We respectfully respond to the comment as follows:
Form 10-K for the Fiscal Year Ended January 28, 2006
Management’s Discussion and Analysis of Financial Condition and Results of Operations, page 23
General
  1.   We have reviewed your response to comment 1 in our letter dated April 5, 2007. Based on our review, we continue to believe that you have two operating segments under paragraph 10 of SFAS 131. Although you continue to maintain that your CODM manages and reviews the Company’s financial results as a single operating segment and that you do not allocate resources based on store format, we believe the following factors appear to suggest otherwise:
 
    We note multiple examples of disclosures included in your periodic reports to suggest that you differentiate the operational performance between your traditional stores and superstores.

 


 

    As you indicated in your April 4, 2007 response letter, strategic decisions to open a superstore are based upon sales potential. If a site has the potential to support the sales of your larger superstore format, you will open a superstore and in most cases close your existing traditional store, if any, within the trade area. It appears to us that you are allocating resources, i.e., the opening of new superstores and closing traditional stores, based upon the likelihood of a particular market to be able to support the sales of the larger superstore format. We believe that these differences in the anticipated sales growth between your traditional stores and superstores are operational results you are regularly reviewing to make decisions about resources to be allocated to each segment and assess its performance. We note from page 23 of your Management’s Discussion and Analysis of Financial Condition and Results of Operations (MD&A) that you review net sales, including same-store sales by your two store formats, traditional stores and superstores in evaluating financial performance. You also indicate that you closely monitor per transaction average ticket value and customer transactions, both in total and by store format and sales per square foot performance in both of your store formats and compare them with your immediate competitors.
 
    You have discrete financial information which supports our view that your traditional stores and superstores are segments. We do not believe that the exclusion of costs associated with your receipt of product and the operation of your distribution centers, store support center, interest and taxes should preclude segment determination. These activities should be reported in an “all other” category as prescribed by paragraph 21 of SFAS 131.
 
    We note your view that although you believe you operate as one segment, if you were to alter your current practices and begin to manage the store formats as separate operating segments, you would meet the criteria for aggregation into a single reporting segment due to sufficiently similar economic characteristics. However, we note that your analysis of EBITDA similarities as the basis for your conclusion only identifies the absolute differences in EBITDA between your store formats. On a relative basis, it appears that the 2% difference in EBITDA between your two store formats over the past three years is sufficiently dissimilar to prohibit aggregation.
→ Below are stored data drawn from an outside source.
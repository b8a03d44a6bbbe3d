//! Pure decoding of CTF transfer calldata and exchange fill logs into `TradeSignal`s.
//!
//! Nothing in here performs I/O; both listeners feed raw provider payloads through these
//! functions so the decode rules live in one place.

use std::collections::HashSet;

use alloy::primitives::{Address, Bytes, B256, U256, U64};
use alloy::sol_types::SolInterface;
use rust_decimal::Decimal;
use serde::Deserialize;
use thiserror::Error;

use super::abi::{IConditionalTokens::IConditionalTokensCalls, ORDER_FILLED_TOPIC, TOKEN_DECIMALS};
use crate::models::{GasHint, Side, SignalSource, TradeSignal};

#[derive(Debug, Error, PartialEq, Eq)]
pub enum DecodeError {
    #[error("calldata is not a CTF transfer: {0}")]
    UnknownCall(String),

    #[error("log is not an OrderFilled event")]
    NotOrderFilled,

    #[error("OrderFilled data too short: {0} bytes")]
    ShortData(usize),

    #[error("batch transfer has {ids} ids but {amounts} amounts")]
    BatchLengthMismatch { ids: usize, amounts: usize },

    #[error("amount does not fit a decimal: {0}")]
    Overflow(U256),

    #[error("amount has no on-chain unit form: {0}")]
    AmountOutOfRange(Decimal),
}

// ---------------------------------------------------------------------------
// Raw provider payloads
// ---------------------------------------------------------------------------

/// A log as delivered by `eth_subscribe("logs")` or `eth_getLogs`.
#[derive(Debug, Clone, PartialEq, Deserialize)]
#[serde(rename_all = "camelCase")]
pub struct RawLog {
    pub address: Address,
    pub topics: Vec<B256>,
    pub data: Bytes,
    #[serde(default)]
    pub transaction_hash: Option<B256>,
    #[serde(default)]
    pub log_index: Option<U64>,
    #[serde(default)]
    pub block_number: Option<U64>,
    #[serde(default)]
    pub removed: bool,
}

impl RawLog {
    /// Dedupe key: `(tx_hash, log_index)`.
    pub fn identity(&self) -> Option<(B256, u64)> {
        Some((self.transaction_hash?, self.log_index?.to::<u64>()))
    }
}

/// A full pending transaction object from a mempool subscription.
#[derive(Debug, Clone, PartialEq, Deserialize)]
#[serde(rename_all = "camelCase")]
pub struct PendingTx {
    pub hash: B256,
    pub from: Address,
    #[serde(default)]
    pub to: Option<Address>,
    #[serde(default)]
    pub input: Bytes,
    #[serde(default)]
    pub max_fee_per_gas: Option<U256>,
    #[serde(default)]
    pub max_priority_fee_per_gas: Option<U256>,
}

impl PendingTx {
    pub fn gas_hint(&self) -> Option<GasHint> {
        Some(GasHint {
            max_fee_per_gas: self.max_fee_per_gas?,
            max_priority_fee_per_gas: self.max_priority_fee_per_gas?,
        })
    }
}

// ---------------------------------------------------------------------------
// ERC-1155 transfer calldata
// ---------------------------------------------------------------------------

/// One id/amount leg of a CTF transfer.
#[derive(Debug, Clone, PartialEq, Eq)]
pub struct TransferLeg {
    pub from: Address,
    pub to: Address,
    pub token_id: U256,
    pub amount: U256,
}

/// Decode `safeTransferFrom` / `safeBatchTransferFrom` calldata. Batches fan out into one
/// leg per id/amount pair.
pub fn decode_ctf_transfer(input: &[u8]) -> Result<Vec<TransferLeg>, DecodeError> {
    let call = IConditionalTokensCalls::abi_decode(input)
        .map_err(|e| DecodeError::UnknownCall(e.to_string()))?;

    match call {
        IConditionalTokensCalls::safeTransferFrom(c) => Ok(vec![TransferLeg {
            from: c.from,
            to: c.to,
            token_id: c.id,
            amount: c.value,
        }]),
        IConditionalTokensCalls::safeBatchTransferFrom(c) => {
            if c.ids.len() != c.values.len() {
                return Err(DecodeError::BatchLengthMismatch {
                    ids: c.ids.len(),
                    amounts: c.values.len(),
                });
            }
            Ok(c.ids
                .into_iter()
                .zip(c.values)
                .map(|(token_id, amount)| TransferLeg {
                    from: c.from,
                    to: c.to,
                    token_id,
                    amount,
                })
                .collect())
        }
        other => Err(DecodeError::UnknownCall(format!("{:?}", other.selector()))),
    }
}

/// Turn a pending CTF transaction into provisional signals for monitored traders.
///
/// A leg received by a monitored address is a BUY by that address; a leg sent by one is
/// a SELL. Transactions to any other contract yield nothing.
pub fn decode_pending_tx(
    tx: &PendingTx,
    ctf_contract: Address,
    monitored: &HashSet<Address>,
    now_ms: i64,
) -> Result<Vec<TradeSignal>, DecodeError> {
    if tx.to != Some(ctf_contract) {
        return Ok(Vec::new());
    }

    let legs = decode_ctf_transfer(&tx.input)?;
    let mut signals = Vec::with_capacity(legs.len());

    for leg in legs {
        let (trader, side) = if monitored.contains(&leg.to) {
            (leg.to, Side::Buy)
        } else if monitored.contains(&leg.from) {
            (leg.from, Side::Sell)
        } else {
            continue;
        };

        let shares = units_to_decimal(leg.amount)?;
        if shares.is_zero() {
            continue;
        }

        signals.push(TradeSignal {
            source: SignalSource::Mempool,
            trader_address: trader,
            token_id: leg.token_id.to_string(),
            side,
            size_shares: shares,
            unit_price: None,
            tx_hash: Some(tx.hash),
            log_index: None,
            observed_at_ms: now_ms,
            confirmed: false,
            gas: tx.gas_hint(),
        });
    }

    Ok(signals)
}

// ---------------------------------------------------------------------------
// OrderFilled logs
// ---------------------------------------------------------------------------

/// A USDC-denominated fill, seen from the maker's side.
#[derive(Debug, Clone, PartialEq)]
pub struct DecodedFill {
    pub maker: Address,
    pub taker: Address,
    pub side: Side,
    pub token_id: U256,
    pub shares: Decimal,
    pub price: Decimal,
    pub tx_hash: Option<B256>,
    pub log_index: Option<u64>,
}

impl DecodedFill {
    pub fn into_signal(self, now_ms: i64) -> TradeSignal {
        TradeSignal {
            source: SignalSource::ChainEvent,
            trader_address: self.maker,
            token_id: self.token_id.to_string(),
            side: self.side,
            size_shares: self.shares,
            unit_price: Some(self.price),
            tx_hash: self.tx_hash,
            log_index: self.log_index,
            observed_at_ms: now_ms,
            confirmed: true,
            gas: None,
        }
    }
}

/// Decode an `OrderFilled` log.
///
/// `makerAssetId == 0` means the maker paid USDC (BUY of the taker asset);
/// `takerAssetId == 0` means the maker received USDC (SELL of the maker asset).
/// Token-for-token fills and zero-share fills return `Ok(None)`.
pub fn decode_order_filled(log: &RawLog) -> Result<Option<DecodedFill>, DecodeError> {
    if log.topics.len() < 4 || log.topics[0] != ORDER_FILLED_TOPIC {
        return Err(DecodeError::NotOrderFilled);
    }

    // topics[1] = orderHash, topics[2] = maker, topics[3] = taker
    let maker = topic_address(&log.topics[2]);
    let taker = topic_address(&log.topics[3]);

    // data: makerAssetId, takerAssetId, makerAmountFilled, takerAmountFilled, fee
    let data = log.data.as_ref();
    if data.len() < 5 * 32 {
        return Err(DecodeError::ShortData(data.len()));
    }
    let word = |i: usize| U256::from_be_slice(&data[i * 32..(i + 1) * 32]);
    let maker_asset_id = word(0);
    let taker_asset_id = word(1);
    let maker_amount = word(2);
    let taker_amount = word(3);

    let (side, token_id, share_units, usdc_units) = if maker_asset_id.is_zero() {
        (Side::Buy, taker_asset_id, taker_amount, maker_amount)
    } else if taker_asset_id.is_zero() {
        (Side::Sell, maker_asset_id, maker_amount, taker_amount)
    } else {
        return Ok(None);
    };

    if share_units.is_zero() {
        return Ok(None);
    }

    let shares = units_to_decimal(share_units)?;
    let usdc = units_to_decimal(usdc_units)?;

    Ok(Some(DecodedFill {
        maker,
        taker,
        side,
        token_id,
        shares,
        price: (usdc / shares).round_dp(TOKEN_DECIMALS),
        tx_hash: log.transaction_hash,
        log_index: log.log_index.map(|i| i.to::<u64>()),
    }))
}

/// Extract a 20-byte address from a 32-byte zero-padded topic.
pub fn topic_address(topic: &B256) -> Address {
    Address::from_slice(&topic[12..])
}

/// Convert 6-decimal on-chain units to a `Decimal`.
pub fn units_to_decimal(units: U256) -> Result<Decimal, DecodeError> {
    let raw = u128::try_from(units).map_err(|_| DecodeError::Overflow(units))?;
    let raw = i128::try_from(raw).map_err(|_| DecodeError::Overflow(units))?;
    Decimal::try_from_i128_with_scale(raw, TOKEN_DECIMALS).map_err(|_| DecodeError::Overflow(units))
}

/// Convert a `Decimal` amount to 6-decimal on-chain units, truncating extra precision.
///
/// Negative amounts and amounts too large to scale are rejected.
pub fn decimal_to_units(amount: Decimal) -> Result<U256, DecodeError> {
    let scaled = amount
        .checked_mul(Decimal::from(10u64.pow(TOKEN_DECIMALS)))
        .ok_or(DecodeError::AmountOutOfRange(amount))?
        .trunc();
    let raw = u128::try_from(scaled.mantissa() / 10i128.pow(scaled.scale()))
        .map_err(|_| DecodeError::AmountOutOfRange(amount))?;
    Ok(U256::from(raw))
}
Also, we believe that sales volume and expected sales growth should also be quantitative measures used to compare these segments for economic similarities since it seems these measures are the basis for determining resource allocation.

Based upon these factors, we are unable to agree with your assertion that providing store format information would not be beneficial to users of your financial statements. We strongly believe that there are enough operational differences to render this information helpful in assessing the company’s total performance and the direction of your strategic initiatives.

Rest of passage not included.